The money plant had been at the top of the stairs for as long as I could remember, out-dating even the barograph that my father was given by his colleagues in the late seventies. Every five years or so, my mother would re-pot it until, by the time she was in her last days, it was almost as big as the furniture around it.
‘So long as we keep it alive,’ she used to tell us when we were small, ‘we will have money. If we let it die, we will lose it all.’
As a means of making children take a proprietorial interest in a god-forsaken pot plant it was hard to top, and I can remember on frequent occasions laying the flat of my hand on top of the soil in the giant pot to make sure that it wasn’t going to suddenly dry out on us. When leaves fell off, as they did both regularly and, due to their weight, quite spectacularly, I used to panic until I saw that it was just the plant’s internal house-keeping. For about five years for a reason that I can’t fathom, even now, I would keep the fallen leaves in an old Portuguese bowl in my bedroom, their succulent flesh rotting down until they were just twisted olive green twigs. Even when I left home, the bowl stayed there on my dressing table.
After I took the giant plant to my new house, it sat in the roadside window getting ever bigger, and ever more pot-bound. From time to time, children would run past it and knock it over, and I would sit them down and tell them about the money running out.
‘Yeah right!’ they would say. ‘As if!’
And yet, like me all those years ago, they would take a tiny bit of interest in its welfare, as it lived out its life in a dark corner of the house.
Then they left home, too, just like I had, and one day, I noticed that the money plant was dying, its root system finally strangled by the relative smallness of the pot it lived in. I kept pretending that it wasn’t happening and Caroline, whose love for the plant was not in the same order as mine, kept telling me that I would need to transplant it if I wanted it to see beyond Christmas.
And then one Saturday morning, I did.

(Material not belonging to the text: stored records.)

//! True-cost calculator for 3D print jobs.
//!
//! Prices a print from its filament, energy, machine depreciation, wear
//! parts and labor, buffers the result against the expected failure rate,
//! applies markup, and compares alternative setups.
//!
//! ```
//! use print_cost::{CalculationRequest, CostConfig, CostEngine, Filament, FilamentRecord,
//!     Printer, PrinterRecord};
//!
//! let config = CostConfig::default();
//! let printer = Printer::from_record(PrinterRecord { id: "mk4".into(), ..Default::default() }, &config);
//! let filament = Filament::from_record(FilamentRecord { id: "pla".into(), ..Default::default() }, &config);
//!
//! let engine = CostEngine::new(config);
//! let breakdown = engine.calculate(&CalculationRequest::new(&printer, &filament, 60.0, 20.0));
//! assert!((breakdown.subtotal - 0.578).abs() < 1e-9);
//! ```

pub mod break_even;
pub mod calculator;
pub mod compare;
pub mod config;
pub mod depreciation;
pub mod error;
pub mod models;

pub use break_even::{BreakEven, analyze};
pub use calculator::{CalculationRequest, CostBreakdown, CostEngine, QuickEstimate, UsageParameters};
pub use compare::{Comparison, Scenario, ScenarioResult};
pub use config::CostConfig;
pub use depreciation::Depreciating;
pub use error::{Error, Result};
pub use models::{
    AuxiliaryModule, AuxiliaryModuleRecord, Consumable, ConsumableKind, ConsumableRecord,
    DEFAULT_REPLACEMENT_THRESHOLD, Filament, FilamentRecord, JobStatus, PrintJob, Printer,
    PrinterRecord, Replacement,
};
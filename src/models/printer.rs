//! Printers and their optional auxiliary modules.

use serde::{Deserialize, Serialize};

use crate::config::CostConfig;
use crate::depreciation::{Depreciating, MINUTES_PER_HOUR};
use crate::error::{self, Result};

/// A sub-system attached to a printer (multi-material unit, enclosure
/// heater, ...) with its own power draw and depreciation schedule.
#[derive(Debug, Clone, PartialEq, Serialize, Deserialize)]
pub struct AuxiliaryModule {
    pub name: String,
    /// Draw while the printer is working, in watts.
    pub working_watts: f64,
    pub purchase_price: f64,
    pub estimated_lifetime_hours: f64,
    pub current_hours: f64,
}

impl Depreciating for AuxiliaryModule {
    fn purchase_price(&self) -> f64 {
        self.purchase_price
    }

    fn lifetime_hours(&self) -> f64 {
        self.estimated_lifetime_hours
    }

    fn current_hours(&self) -> f64 {
        self.current_hours
    }
}

#[derive(Debug, Clone, PartialEq, Serialize, Deserialize)]
pub struct Printer {
    pub id: String,
    pub name: String,
    pub purchase_price: f64,
    pub estimated_lifetime_hours: f64,
    pub current_hours: f64,
    /// Draw while printing, in watts.
    pub printing_watts: f64,
    pub auxiliary: Option<AuxiliaryModule>,
}

impl Depreciating for Printer {
    fn purchase_price(&self) -> f64 {
        self.purchase_price
    }

    fn lifetime_hours(&self) -> f64 {
        self.estimated_lifetime_hours
    }

    fn current_hours(&self) -> f64 {
        self.current_hours
    }
}

impl Printer {
    /// Combined draw of the printer and any attached module while printing.
    pub fn total_power_watts(&self) -> f64 {
        self.printing_watts + self.auxiliary.as_ref().map_or(0.0, |aux| aux.working_watts)
    }

    /// Energy cost of a run at `rate_per_kwh`.
    pub fn electricity_cost(&self, minutes: f64, rate_per_kwh: f64) -> f64 {
        let kwh = self.total_power_watts() / 1000.0 * minutes / MINUTES_PER_HOUR;
        kwh * rate_per_kwh
    }

    /// Per-hour depreciation of the printer plus its auxiliary module.
    pub fn total_depreciation_per_hour(&self) -> f64 {
        self.depreciation_per_hour()
            + self
                .auxiliary
                .as_ref()
                .map_or(0.0, Depreciating::depreciation_per_hour)
    }

    /// Depreciation of the printer plus its auxiliary module over a run.
    pub fn total_depreciation_cost(&self, minutes: f64) -> f64 {
        self.depreciation_cost(minutes)
            + self
                .auxiliary
                .as_ref()
                .map_or(0.0, |aux| aux.depreciation_cost(minutes))
    }

    /// Returns the printer after `hours` more of operation. The attached
    /// module runs whenever the printer does, so it accrues the same hours.
    ///
    /// Apply once per completed job; nothing here guards against replays.
    #[must_use]
    pub fn record_usage(&self, hours: f64) -> Self {
        let mut next = self.clone();
        next.current_hours += hours;
        if let Some(aux) = next.auxiliary.as_mut() {
            aux.current_hours += hours;
        }
        next
    }

    /// Build a printer from a possibly partial record.
    pub fn from_record(record: PrinterRecord, config: &CostConfig) -> Self {
        let defaults = &config.printer;
        Self {
            name: record.name.unwrap_or_else(|| record.id.clone()),
            id: record.id,
            purchase_price: record.purchase_price.unwrap_or(defaults.purchase_price),
            estimated_lifetime_hours: record
                .estimated_lifetime_hours
                .unwrap_or(defaults.lifetime_hours),
            current_hours: record.current_hours.unwrap_or(0.0),
            printing_watts: record.printing_watts.unwrap_or(defaults.printing_watts),
            auxiliary: record
                .auxiliary
                .map(|aux| AuxiliaryModule::from_record(aux, config)),
        }
    }

    pub fn to_record(&self) -> PrinterRecord {
        PrinterRecord {
            id: self.id.clone(),
            name: Some(self.name.clone()),
            purchase_price: Some(self.purchase_price),
            estimated_lifetime_hours: Some(self.estimated_lifetime_hours),
            current_hours: Some(self.current_hours),
            printing_watts: Some(self.printing_watts),
            auxiliary: self.auxiliary.as_ref().map(AuxiliaryModule::to_record),
        }
    }
}

impl AuxiliaryModule {
    pub fn from_record(record: AuxiliaryModuleRecord, config: &CostConfig) -> Self {
        let defaults = &config.auxiliary;
        Self {
            name: record.name.unwrap_or_else(|| "Auxiliary module".to_string()),
            working_watts: record.working_watts.unwrap_or(defaults.working_watts),
            purchase_price: record.purchase_price.unwrap_or(defaults.purchase_price),
            estimated_lifetime_hours: record
                .estimated_lifetime_hours
                .unwrap_or(defaults.lifetime_hours),
            current_hours: record.current_hours.unwrap_or(0.0),
        }
    }

    pub fn to_record(&self) -> AuxiliaryModuleRecord {
        AuxiliaryModuleRecord {
            name: Some(self.name.clone()),
            working_watts: Some(self.working_watts),
            purchase_price: Some(self.purchase_price),
            estimated_lifetime_hours: Some(self.estimated_lifetime_hours),
            current_hours: Some(self.current_hours),
        }
    }
}

/// Storage shape of a [`Printer`]; absent fields take configured defaults.
#[derive(Debug, Clone, Default, PartialEq, Serialize, Deserialize)]
pub struct PrinterRecord {
    pub id: String,
    #[serde(default, skip_serializing_if = "Option::is_none")]
    pub name: Option<String>,
    #[serde(default, skip_serializing_if = "Option::is_none")]
    pub purchase_price: Option<f64>,
    #[serde(default, skip_serializing_if = "Option::is_none")]
    pub estimated_lifetime_hours: Option<f64>,
    #[serde(default, skip_serializing_if = "Option::is_none")]
    pub current_hours: Option<f64>,
    #[serde(default, skip_serializing_if = "Option::is_none")]
    pub printing_watts: Option<f64>,
    #[serde(default, skip_serializing_if = "Option::is_none")]
    pub auxiliary: Option<AuxiliaryModuleRecord>,
}

impl PrinterRecord {
    /// Boundary check for user-entered values. Absent fields are not checked.
    pub fn validate(&self) -> Result<()> {
        error::non_negative_opt("purchase_price", self.purchase_price)?;
        error::non_negative_opt("estimated_lifetime_hours", self.estimated_lifetime_hours)?;
        error::non_negative_opt("current_hours", self.current_hours)?;
        error::non_negative_opt("printing_watts", self.printing_watts)?;
        self.auxiliary
            .as_ref()
            .map_or(Ok(()), AuxiliaryModuleRecord::validate)
    }
}

#[derive(Debug, Clone, Default, PartialEq, Serialize, Deserialize)]
pub struct AuxiliaryModuleRecord {
    #[serde(default, skip_serializing_if = "Option::is_none")]
    pub name: Option<String>,
    #[serde(default, skip_serializing_if = "Option::is_none")]
    pub working_watts: Option<f64>,
    #[serde(default, skip_serializing_if = "Option::is_none")]
    pub purchase_price: Option<f64>,
    #[serde(default, skip_serializing_if = "Option::is_none")]
    pub estimated_lifetime_hours: Option<f64>,
    #[serde(default, skip_serializing_if = "Option::is_none")]
    pub current_hours: Option<f64>,
}

impl AuxiliaryModuleRecord {
    pub fn validate(&self) -> Result<()> {
        error::non_negative_opt("aux_working_watts", self.working_watts)?;
        error::non_negative_opt("aux_purchase_price", self.purchase_price)?;
        error::non_negative_opt("aux_lifetime_hours", self.estimated_lifetime_hours)?;
        error::non_negative_opt("aux_current_hours", self.current_hours)
    }
}
//! Wear parts (nozzles, build plates, belts, ...) amortized per print hour.

use std::fmt;

use chrono::{DateTime, Utc};
use serde::{Deserialize, Serialize};
use tracing::warn;

use crate::config::CostConfig;
use crate::depreciation::Depreciating;
use crate::error::{self, Result};

/// Wear percentage at which a part is flagged for replacement.
pub const DEFAULT_REPLACEMENT_THRESHOLD: f64 = 90.0;

#[derive(Debug, Clone, Copy, PartialEq, Eq, Hash, Serialize, Deserialize)]
#[serde(rename_all = "snake_case")]
pub enum ConsumableKind {
    Nozzle,
    BuildPlate,
    PtfeTube,
    Belt,
    Hotend,
    Other,
}

impl ConsumableKind {
    pub fn as_str(&self) -> &'static str {
        match self {
            Self::Nozzle => "nozzle",
            Self::BuildPlate => "build_plate",
            Self::PtfeTube => "ptfe_tube",
            Self::Belt => "belt",
            Self::Hotend => "hotend",
            Self::Other => "other",
        }
    }

    pub fn parse(value: &str) -> Option<Self> {
        match value {
            "nozzle" => Some(Self::Nozzle),
            "build_plate" => Some(Self::BuildPlate),
            "ptfe_tube" => Some(Self::PtfeTube),
            "belt" => Some(Self::Belt),
            "hotend" => Some(Self::Hotend),
            "other" => Some(Self::Other),
            _ => None,
        }
    }
}

impl fmt::Display for ConsumableKind {
    fn fmt(&self, f: &mut fmt::Formatter<'_>) -> fmt::Result {
        f.write_str(self.as_str())
    }
}

/// Counters captured when a part is swapped out. Never edited afterwards.
#[derive(Debug, Clone, PartialEq, Serialize, Deserialize)]
pub struct Replacement {
    pub replaced_at: DateTime<Utc>,
    pub hours_used: f64,
    pub grams_used: f64,
    pub prints_completed: u32,
}

#[derive(Debug, Clone, PartialEq, Serialize, Deserialize)]
pub struct Consumable {
    pub id: String,
    pub name: String,
    pub kind: ConsumableKind,
    /// `None` means the part is shared by every printer.
    pub printer_id: Option<String>,
    pub unit_price: f64,
    pub estimated_lifetime_hours: f64,
    pub current_hours: f64,
    pub current_grams: f64,
    pub prints_completed: u32,
    /// Spares on hand.
    pub quantity: u32,
    pub last_replaced: Option<DateTime<Utc>>,
    replacement_history: Vec<Replacement>,
}

impl Depreciating for Consumable {
    fn purchase_price(&self) -> f64 {
        self.unit_price
    }

    fn lifetime_hours(&self) -> f64 {
        self.estimated_lifetime_hours
    }

    fn current_hours(&self) -> f64 {
        self.current_hours
    }
}

impl Consumable {
    /// Amortized price per print hour.
    pub fn cost_per_hour(&self) -> f64 {
        self.depreciation_per_hour()
    }

    /// Amortized cost of a print of `minutes`.
    pub fn cost(&self, minutes: f64) -> f64 {
        self.depreciation_cost(minutes)
    }

    pub fn needs_replacement(&self, threshold_percent: f64) -> bool {
        self.wear_percentage() >= threshold_percent
    }

    pub fn hours_remaining(&self) -> f64 {
        (self.estimated_lifetime_hours - self.current_hours).max(0.0)
    }

    /// Whether this part wears on `printer_id`. Shared parts apply everywhere.
    pub fn applies_to(&self, printer_id: &str) -> bool {
        self.printer_id.as_deref().is_none_or(|id| id == printer_id)
    }

    pub fn replacement_history(&self) -> &[Replacement] {
        &self.replacement_history
    }

    /// Returns the part after one more print of `hours` using `grams`.
    #[must_use]
    pub fn record_usage(&self, hours: f64, grams: f64) -> Self {
        let mut next = self.clone();
        next.current_hours += hours;
        next.current_grams += grams;
        next.prints_completed += 1;
        next
    }

    /// Returns the part after a physical swap at `at`: the worn counters are
    /// archived and reset and one spare is taken from stock.
    ///
    /// This is the only way accumulated wear is cleared. Apply exactly once
    /// per swap.
    #[must_use]
    pub fn record_replacement(&self, at: DateTime<Utc>) -> Self {
        let mut next = self.clone();
        next.replacement_history.push(Replacement {
            replaced_at: at,
            hours_used: self.current_hours,
            grams_used: self.current_grams,
            prints_completed: self.prints_completed,
        });
        next.current_hours = 0.0;
        next.current_grams = 0.0;
        next.prints_completed = 0;
        if next.quantity == 0 {
            warn!(consumable = %self.id, "Replaced with no spares in stock");
        }
        next.quantity = next.quantity.saturating_sub(1);
        next.last_replaced = Some(at);
        next
    }

    pub fn from_record(record: ConsumableRecord, config: &CostConfig) -> Self {
        let kind = record.kind.unwrap_or(ConsumableKind::Other);
        let defaults = config.consumables.get(kind);
        Self {
            name: record.name.unwrap_or_else(|| record.id.clone()),
            id: record.id,
            kind,
            printer_id: record.printer_id,
            unit_price: record.unit_price.unwrap_or(defaults.unit_price),
            estimated_lifetime_hours: record
                .estimated_lifetime_hours
                .unwrap_or(defaults.lifetime_hours),
            current_hours: record.current_hours.unwrap_or(0.0),
            current_grams: record.current_grams.unwrap_or(0.0),
            prints_completed: record.prints_completed.unwrap_or(0),
            quantity: record.quantity.unwrap_or(1),
            last_replaced: record.last_replaced,
            replacement_history: record.replacement_history,
        }
    }

    pub fn to_record(&self) -> ConsumableRecord {
        ConsumableRecord {
            id: self.id.clone(),
            name: Some(self.name.clone()),
            kind: Some(self.kind),
            printer_id: self.printer_id.clone(),
            unit_price: Some(self.unit_price),
            estimated_lifetime_hours: Some(self.estimated_lifetime_hours),
            current_hours: Some(self.current_hours),
            current_grams: Some(self.current_grams),
            prints_completed: Some(self.prints_completed),
            quantity: Some(self.quantity),
            last_replaced: self.last_replaced,
            replacement_history: self.replacement_history.clone(),
        }
    }
}

/// Storage shape of a [`Consumable`]; absent fields take the defaults for
/// its kind.
#[derive(Debug, Clone, Default, PartialEq, Serialize, Deserialize)]
pub struct ConsumableRecord {
    pub id: String,
    #[serde(default, skip_serializing_if = "Option::is_none")]
    pub name: Option<String>,
    #[serde(default, skip_serializing_if = "Option::is_none")]
    pub kind: Option<ConsumableKind>,
    #[serde(default, skip_serializing_if = "Option::is_none")]
    pub printer_id: Option<String>,
    #[serde(default, skip_serializing_if = "Option::is_none")]
    pub unit_price: Option<f64>,
    #[serde(default, skip_serializing_if = "Option::is_none")]
    pub estimated_lifetime_hours: Option<f64>,
    #[serde(default, skip_serializing_if = "Option::is_none")]
    pub current_hours: Option<f64>,
    #[serde(default, skip_serializing_if = "Option::is_none")]
    pub current_grams: Option<f64>,
    #[serde(default, skip_serializing_if = "Option::is_none")]
    pub prints_completed: Option<u32>,
    #[serde(default, skip_serializing_if = "Option::is_none")]
    pub quantity: Option<u32>,
    #[serde(default, skip_serializing_if = "Option::is_none")]
    pub last_replaced: Option<DateTime<Utc>>,
    #[serde(default)]
    pub replacement_history: Vec<Replacement>,
}

impl ConsumableRecord {
    /// Boundary check for user-entered values. Absent fields are not checked.
    pub fn validate(&self) -> Result<()> {
        error::non_negative_opt("unit_price", self.unit_price)?;
        error::non_negative_opt("estimated_lifetime_hours", self.estimated_lifetime_hours)?;
        error::non_negative_opt("current_hours", self.current_hours)?;
        error::non_negative_opt("current_grams", self.current_grams)
    }
}
fn main() -> Result<()> {
    let cli = Cli::parse();
    init_tracing(cli.verbose);

    let config = match &cli.config {
        Some(path) => CostConfig::load(path)
            .with_context(|| format!("Failed to load config {}", path.display()))?,
        None => CostConfig::default(),
    };

    let conn = Connection::open(&cli.database)?;
    db::init_schema(&conn)?;

    match cli.command {
        Commands::Init => {
            println!("Database initialized at: {}", cli.database.display());
        }

        Commands::LoadSample => {
            load_sample_data(&conn, &config)?;
            println!("Sample data loaded successfully!");
        }

        Commands::AddPrinter {
            name,
            id,
            price,
            lifetime,
            watts,
            aux_name,
            aux_watts,
            aux_price,
            aux_lifetime,
        } => {
            let record = PrinterRecord {
                id: new_id(id),
                name: Some(name),
                purchase_price: price,
                estimated_lifetime_hours: lifetime,
                current_hours: None,
                printing_watts: watts,
                auxiliary: aux_name.map(|name| AuxiliaryModuleRecord {
                    name: Some(name),
                    working_watts: aux_watts,
                    purchase_price: aux_price,
                    estimated_lifetime_hours: aux_lifetime,
                    current_hours: None,
                }),
            };
            record.validate()?;
            let printer = Printer::from_record(record, &config);
            db::upsert_printer(&conn, &printer)?;
            println!("Saved printer {} ({})", printer.name, printer.id);
        }

        Commands::AddFilament {
            name,
            id,
            material,
            color,
            diameter,
            density,
            spool_weight,
            spool_price,
        } => {
            let record = FilamentRecord {
                id: new_id(id),
                name: Some(name),
                material,
                color,
                diameter_mm: diameter,
                density,
                spool_weight_g: spool_weight,
                spool_price,
            };
            record.validate()?;
            let filament = Filament::from_record(record, &config);
            db::upsert_filament(&conn, &filament)?;
            println!(
                "Saved filament {} ({}), {:.4} per gram",
                filament.name,
                filament.id,
                filament.price_per_gram()
            );
        }

        Commands::AddConsumable {
            name,
            id,
            kind,
            printer,
            price,
            lifetime,
            quantity,
        } => {
            let record = ConsumableRecord {
                id: new_id(id),
                name: Some(name),
                kind: Some(kind),
                printer_id: printer,
                unit_price: price,
                estimated_lifetime_hours: lifetime,
                quantity,
                ..Default::default()
            };
            record.validate()?;
            let consumable = Consumable::from_record(record, &config);
            db::upsert_consumable(&conn, &consumable)?;
            println!(
                "Saved {} {} ({}), {:.4} per hour",
                consumable.kind,
                consumable.name,
                consumable.id,
                consumable.cost_per_hour()
            );
        }

        Commands::ListPrinters => {
            let printers = db::list_printers(&conn, &config)?;
            if printers.is_empty() {
                println!("No printers in database. Run 'add-printer' or 'load-sample' first.");
            } else {
                println!(
                    "{:<24} {:<38} {:>8} {:>10} {:>7}",
                    "Printer", "ID", "Watts", "Dep./h", "Wear %"
                );
                println!("{}", "-".repeat(91));
                for p in printers {
                    println!(
                        "{:<24} {:<38} {:>8.0} {:>10.4} {:>7.1}",
                        p.name,
                        p.id,
                        p.total_power_watts(),
                        p.total_depreciation_per_hour(),
                        p.wear_percentage()
                    );
                }
            }
        }

        Commands::ListFilaments => {
            let filaments = db::list_filaments(&conn, &config)?;
            if filaments.is_empty() {
                println!("No filaments in database. Run 'add-filament' or 'load-sample' first.");
            } else {
                println!("{:<24} {:<38} {:<8} {:>10}", "Filament", "ID", "Material", "Per gram");
                println!("{}", "-".repeat(83));
                for f in filaments {
                    println!(
                        "{:<24} {:<38} {:<8} {:>10.4}",
                        f.name,
                        f.id,
                        f.material,
                        f.price_per_gram()
                    );
                }
            }
        }

        Commands::ListConsumables { threshold } => {
            let consumables = db::list_consumables(&conn, &config)?;
            if consumables.is_empty() {
                println!("No wear parts in database.");
            } else {
                println!(
                    "{:<24} {:<12} {:<12} {:>8} {:>7} {:>6}",
                    "Part", "Kind", "Printer", "Per hour", "Wear %", "Spares"
                );
                println!("{}", "-".repeat(74));
                for c in consumables {
                    let flag = if c.needs_replacement(threshold) { "  REPLACE" } else { "" };
                    println!(
                        "{:<24} {:<12} {:<12} {:>8.4} {:>7.1} {:>6}{}",
                        c.name,
                        c.kind.as_str(),
                        c.printer_id.as_deref().unwrap_or("shared"),
                        c.cost_per_hour(),
                        c.wear_percentage(),
                        c.quantity,
                        flag
                    );
                }
            }
        }

        Commands::ReplaceConsumable { id } => {
            let Some(consumable) = db::get_consumable(&conn, &id, &config)? else {
                bail!("Consumable '{}' not found", id);
            };
            let replaced = consumable.record_replacement(Utc::now());
            db::upsert_consumable(&conn, &replaced)?;
            println!(
                "Replaced {} after {:.1} h; {} spare(s) left",
                replaced.name, consumable.current_hours, replaced.quantity
            );
        }

        Commands::Calc {
            printer,
            filament,
            minutes,
            grams,
            rates,
            no_consumables,
            save,
        } => {
            let printer = find_printer(&conn, &printer, &config)?;
            let filament = find_filament(&conn, &filament, &config)?;
            let consumables = if no_consumables {
                Vec::new()
            } else {
                db::consumables_for_printer(&conn, &printer.id, &config)?
            };

            let mut request = CalculationRequest::new(&printer, &filament, minutes, grams)
                .with_consumables(&consumables)
                .with_labor(rates.labor_rate, rates.labor_hours)
                .with_markup(rates.markup);
            request.electricity_rate = rates.rate;
            request.failure_rate = rates.failure_rate;
            request.validate()?;

            let engine = CostEngine::new(config);
            let breakdown = engine.calculate(&request);
            println!("{}", breakdown);

            if let Some(name) = save {
                let job = PrintJob::new(Uuid::new_v4().to_string(), name, breakdown, Utc::now());
                db::save_job(&conn, &job)?;
                println!("Saved job {}", job.id());
            }
        }

        Commands::Quick {
            minutes,
            grams,
            price_per_gram,
            watts,
            printer_price,
            lifetime,
            rates,
        } => {
            let estimate = QuickEstimate {
                print_time_minutes: minutes,
                filament_grams: grams,
                price_per_gram,
                printer_watts: watts,
                printer_price,
                printer_lifetime_hours: lifetime,
                electricity_rate: rates.rate,
                failure_rate: rates.failure_rate,
                labor_hourly_rate: rates.labor_rate,
                labor_hours: rates.labor_hours,
                markup_percent: rates.markup,
            };
            estimate.validate()?;
            let total = CostEngine::new(config).quick_calculate(&estimate);
            println!("Estimated total: {:.4}", total);
        }

        Commands::Compare { file } => {
            compare_from_file(&conn, &file, config)?;
        }

        Commands::BreakEven {
            fixed,
            unit_cost,
            price,
        } => {
            break_even::validate(fixed, unit_cost, price)?;
            println!("{}", break_even::analyze(fixed, unit_cost, price));
        }

        Commands::Jobs => {
            let jobs = db::list_jobs(&conn)?;
            if jobs.is_empty() {
                println!("No saved jobs. Use 'calc --save <name>' first.");
            } else {
                println!(
                    "{:<38} {:<20} {:<10} {:>10} {}",
                    "ID", "Name", "Status", "Total", "Tags"
                );
                println!("{}", "-".repeat(90));
                for job in jobs {
                    println!(
                        "{:<38} {:<20} {:<10} {:>10.4} {}",
                        job.id(),
                        job.name(),
                        job.status(),
                        job.total(),
                        job.tags().join(",")
                    );
                }
            }
        }

        Commands::JobStatus { id, status } => {
            let job = find_job(&conn, &id)?;
            let updated = job.transition(status, Utc::now())?;
            db::save_job_status(&conn, &updated, &config)?;
            println!("Job {} is now {}", updated.id(), updated.status());
        }

        Commands::TagJob { id, tag, remove } => {
            let job = find_job(&conn, &id)?;
            let updated = if remove {
                job.without_tag(&tag)
            } else {
                job.with_tag(&tag)
            };
            db::save_job(&conn, &updated)?;
            println!("Tags: {}", updated.tags().join(", "));
        }
    }

    Ok(())
}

I took, the plant outside, broke the pot, ad removed four of the healthiest looking twigs, before putting them into some rooting compost, and leaving them by the outside tap, where I forgot all about them.
Until this morning, when I needed to wash my hands after clearing the tomato bed, and the French bean tripods. There they were, healthy cuttings sprouting up out of their little pots, and ready for the next phase, whatever that might be. For someone with the fingers of death as far as pot plants are concerned, it is little short of a triumph.
One is already back where its parent was, looking tiny and insignificant, but so much healthier than what had preceded it. Two will probably end up in the compost heap, once I know that the main one is OK.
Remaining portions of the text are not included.